-- Assignment --
In the records below, the line with "is never read." opens the range and the line with "let capture = PanicCapture" closes it; print that range exactly and nothing else.

-- Records for the exercise --
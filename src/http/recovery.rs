//! Panic recovery interceptor.
//!
//! # Responsibilities
//! - Run the inner chain inside a per-request unwind boundary
//! - Tell a dead client connection apart from a genuine fault
//! - Log the request (request line and headers, no body) with the panic
//!
//! # Outcomes
//! ```text
//! panic payload is a reset / broken pipe
//!     → error log, response tagged AbortConnection (nothing is written)
//! any other panic
//!     → "[Recovery from panic]" error log (+ backtrace), bare 500
//! ```
//!
//! # Design Decisions
//! - Handlers report expected failures as `AppError`; only unexpected
//!   panics reach this layer
//! - The backtrace is captured by a panic hook on the panicking thread and
//!   picked up after unwinding; panics outside a boundary go to the
//!   previous hook untouched

use std::any::Any;
use std::backtrace::Backtrace;
use std::cell::{Cell, RefCell};
use std::future::Future;
use std::io;
use std::panic::{self, AssertUnwindSafe};
use std::pin::Pin;
use std::sync::Once;
use std::task::{Context, Poll};

use axum::extract::{Request, State};
use axum::http::StatusCode;
use axum::middleware::Next;
use axum::response::{IntoResponse, Response};
use futures_util::FutureExt;

use crate::http::error::{AbortConnection, HandlerErrors};

thread_local! {
    // Some(capture_stack) while a boundary is being polled on this thread.
    static BOUNDARY: Cell<Option<bool>> = const { Cell::new(None) };
    static LAST_PANIC: RefCell<Option<PanicCapture>> = const { RefCell::new(None) };
}

#[derive(Debug, Default)]
struct PanicCapture {
    location: Option<String>,
    backtrace: Option<String>,
}

/// Settings for the recovery middleware.
#[derive(Debug, Clone, Copy)]
pub struct RecoveryConfig {
    capture_stack: bool,
}

impl RecoveryConfig {
    /// Installs the process panic hook on first use.
    pub fn new(capture_stack: bool) -> Self {
        install_panic_hook();
        Self { capture_stack }
    }

    pub fn capture_stack(&self) -> bool {
        self.capture_stack
    }
}

/// Axum middleware: `middleware::from_fn_with_state(RecoveryConfig::new(true), recover)`.
pub async fn recover(State(config): State<RecoveryConfig>, request: Request, next: Next) -> Response {
    let path = request.uri().path().to_string();
    let dump = dump_request(&request);

    let guarded = Boundary {
        inner: Box::pin(AssertUnwindSafe(next.run(request)).catch_unwind()),
        capture_stack: config.capture_stack,
    };

    match guarded.await {
        Ok(response) => response,
        Err(payload) => recovered_response(config, &path, &dump, payload.as_ref()),
    }
}

fn recovered_response(
    config: RecoveryConfig,
    path: &str,
    dump: &str,
    payload: &(dyn Any + Send),
) -> Response {
    let capture = LAST_PANIC.with(|slot| slot.borrow_mut().take()).unwrap_or_default();
    let error = panic_message(payload);

    let mut response = StatusCode::INTERNAL_SERVER_ERROR.into_response();
    response
        .extensions_mut()
        .insert(HandlerErrors::single(error.clone()));

    if is_broken_connection(payload) {
        tracing::error!(error = %error, request = %dump, "{}", path);
        response.extensions_mut().insert(AbortConnection);
        return response;
    }

    let location = capture.location.unwrap_or_default();
    if config.capture_stack {
        let stack = capture.backtrace.unwrap_or_default();
        tracing::error!(
            error = %error,
            location = %location,
            request = %dump,
            stack = %stack,
            "[Recovery from panic]"
        );
    } else {
        tracing::error!(
            error = %error,
            location = %location,
            request = %dump,
            "[Recovery from panic]"
        );
    }
    response
}

/// Whether a panic payload means the peer already hung up.
pub fn is_broken_connection(payload: &(dyn Any + Send)) -> bool {
    if let Some(err) = payload.downcast_ref::<io::Error>() {
        return matches!(
            err.kind(),
            io::ErrorKind::BrokenPipe | io::ErrorKind::ConnectionReset | io::ErrorKind::ConnectionAborted
        ) || mentions_broken_connection(&err.to_string());
    }
    panic_text(payload).is_some_and(mentions_broken_connection)
}

fn mentions_broken_connection(text: &str) -> bool {
    let text = text.to_ascii_lowercase();
    text.contains("broken pipe") || text.contains("connection reset by peer")
}

fn panic_text(payload: &(dyn Any + Send)) -> Option<&str> {
    payload
        .downcast_ref::<&'static str>()
        .copied()
        .or_else(|| payload.downcast_ref::<String>().map(String::as_str))
}

/// Human-readable panic payload.
pub fn panic_message(payload: &(dyn Any + Send)) -> String {
    if let Some(text) = panic_text(payload) {
        return text.to_string();
    }
    if let Some(err) = payload.downcast_ref::<io::Error>() {
        return err.to_string();
    }
    "non-string panic payload".to_string()
}

/// Request line and headers, HTTP/1 style. The body is never read.
pub fn dump_request(request: &Request) -> String {
    let target = request
        .uri()
        .path_and_query()
        .map(|pq| pq.as_str())
        .unwrap_or("/");
    let mut dump = format!("{} {} {:?}\r\n", request.method(), target, request.version());
    for (name, value) in request.headers() {
        dump.push_str(name.as_str());
        dump.push_str(": ");
        dump.push_str(&String::from_utf8_lossy(value.as_bytes()));
        dump.push_str("\r\n");
    }
    dump.push_str("\r\n");
    dump
}

fn install_panic_hook() {
    static INSTALL: Once = Once::new();
    INSTALL.call_once(|| {
        let previous = panic::take_hook();
        panic::set_hook(Box::new(move |info| match BOUNDARY.with(Cell::get) {
            Some(capture_stack) => {
                let capture = PanicCapture {
                    location: info.location().map(ToString::to_string),
                    backtrace: capture_stack.then(|| Backtrace::force_capture().to_string()),
                };
                LAST_PANIC.with(|slot| *slot.borrow_mut() = Some(capture));
            }
            None => previous(info),
        }));
    });
}

/// Marks the thread as inside a recovery boundary for each poll.
struct Boundary<F> {
    inner: Pin<Box<F>>,
    capture_stack: bool,
}

impl<F: Future> Future for Boundary<F> {
    type Output = F::Output;

    fn poll(mut self: Pin<&mut Self>, cx: &mut Context<'_>) -> Poll<Self::Output> {
        let outer = BOUNDARY.with(|b| b.replace(Some(self.capture_stack)));
        let result = self.inner.as_mut().poll(cx);
        BOUNDARY.with(|b| b.set(outer));
        result
    }
}

#[cfg(test)]
mod tests {
    use super::*;
    use crate::observability::logging::capture;
    use axum::body::Body;
    use axum::http;
    use axum::routing::get;
    use axum::{middleware, Router};
    use tower::ServiceExt;

    fn app(capture_stack: bool) -> Router {
        Router::new()
            .route("/ok", get(|| async { "fine" }))
            .route(
                "/fault",
                get(|| async {
                    if true {
                        panic!("index out of range");
                    }
                    "unreachable"
                }),
            )
            .route(
                "/gone",
                get(|| async {
                    if true {
                        panic::panic_any(io::Error::from(io::ErrorKind::BrokenPipe));
                    }
                    "unreachable"
                }),
            )
            .layer(middleware::from_fn_with_state(RecoveryConfig::new(capture_stack), recover))
    }

    fn get_request(uri: &str) -> Request {
        http::Request::builder()
            .uri(uri)
            .header("host", "svc.local")
            .body(Body::empty())
            .unwrap()
    }

    #[tokio::test]
    async fn fault_becomes_bare_500_with_stack() {
        let (sink, logs) = capture::sink("info");
        let _guard = tracing::dispatcher::set_default(sink.dispatch());

        let response = app(true).oneshot(get_request("/fault?x=1")).await.unwrap();
        assert_eq!(response.status(), StatusCode::INTERNAL_SERVER_ERROR);
        assert!(response.extensions().get::<AbortConnection>().is_none());
        let body = axum::body::to_bytes(response.into_body(), 1024).await.unwrap();
        assert!(body.is_empty());

        let lines = logs.lines();
        assert_eq!(lines.len(), 1);
        let line = &lines[0];
        assert_eq!(line["level"], "ERROR");
        assert_eq!(line["msg"], "[Recovery from panic]");
        assert_eq!(line["error"], "index out of range");
        assert!(line["request"].as_str().unwrap().starts_with("GET /fault?x=1 HTTP/1.1\r\n"));
        assert!(line["request"].as_str().unwrap().contains("host: svc.local\r\n"));
        assert!(line["location"].as_str().unwrap().contains("recovery.rs"));
        assert!(!line["stack"].as_str().unwrap().is_empty());
    }

    #[tokio::test]
    async fn stack_is_omitted_when_disabled() {
        let (sink, logs) = capture::sink("info");
        let _guard = tracing::dispatcher::set_default(sink.dispatch());

        app(false).oneshot(get_request("/fault")).await.unwrap();

        let lines = logs.lines();
        assert!(lines[0].get("stack").is_none());
    }

    #[tokio::test]
    async fn broken_pipe_is_marked_for_abort() {
        let (sink, logs) = capture::sink("info");
        let _guard = tracing::dispatcher::set_default(sink.dispatch());

        let response = app(true).oneshot(get_request("/gone")).await.unwrap();
        assert!(response.extensions().get::<AbortConnection>().is_some());

        let lines = logs.lines();
        assert_eq!(lines.len(), 1);
        assert_eq!(lines[0]["msg"], "/gone");
        assert!(lines[0].get("stack").is_none());
    }

    #[tokio::test]
    async fn next_request_is_unaffected() {
        let app = app(true);
        app.clone().oneshot(get_request("/fault")).await.unwrap();
        let response = app.oneshot(get_request("/ok")).await.unwrap();
        assert_eq!(response.status(), StatusCode::OK);
    }

    #[test]
    fn classifies_payloads() {
        let reset: Box<dyn Any + Send> = Box::new(io::Error::from(io::ErrorKind::ConnectionReset));
        assert!(is_broken_connection(reset.as_ref()));

        let text: Box<dyn Any + Send> = Box::new(String::from("write: Connection reset by peer"));
        assert!(is_broken_connection(text.as_ref()));

        let fault: Box<dyn Any + Send> = Box::new("attempt to divide by zero");
        assert!(!is_broken_connection(fault.as_ref()));
        assert_eq!(panic_message(fault.as_ref()), "attempt to divide by zero");

        let opaque: Box<dyn Any + Send> = Box::new(42u32);
        assert!(!is_broken_connection(opaque.as_ref()));
        assert_eq!(panic_message(opaque.as_ref()), "non-string panic payload");
    }
}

-- Task result --
/// Request line and headers, HTTP/1 style. The body is never read.
pub fn dump_request(request: &Request) -> String {
    let target = request
        .uri()
        .path_and_query()
        .map(|pq| pq.as_str())
        .unwrap_or("/");
    let mut dump = format!("{} {} {:?}\r\n", request.method(), target, request.version());
    for (name, value) in request.headers() {
        dump.push_str(name.as_str());
        dump.push_str(": ");
        dump.push_str(&String::from_utf8_lossy(value.as_bytes()));
        dump.push_str("\r\n");
    }
    dump.push_str("\r\n");
    dump
}

fn install_panic_hook() {
    static INSTALL: Once = Once::new();
    INSTALL.call_once(|| {
        let previous = panic::take_hook();
        panic::set_hook(Box::new(move |info| match BOUNDARY.with(Cell::get) {
            Some(capture_stack) => {
                let capture = PanicCapture {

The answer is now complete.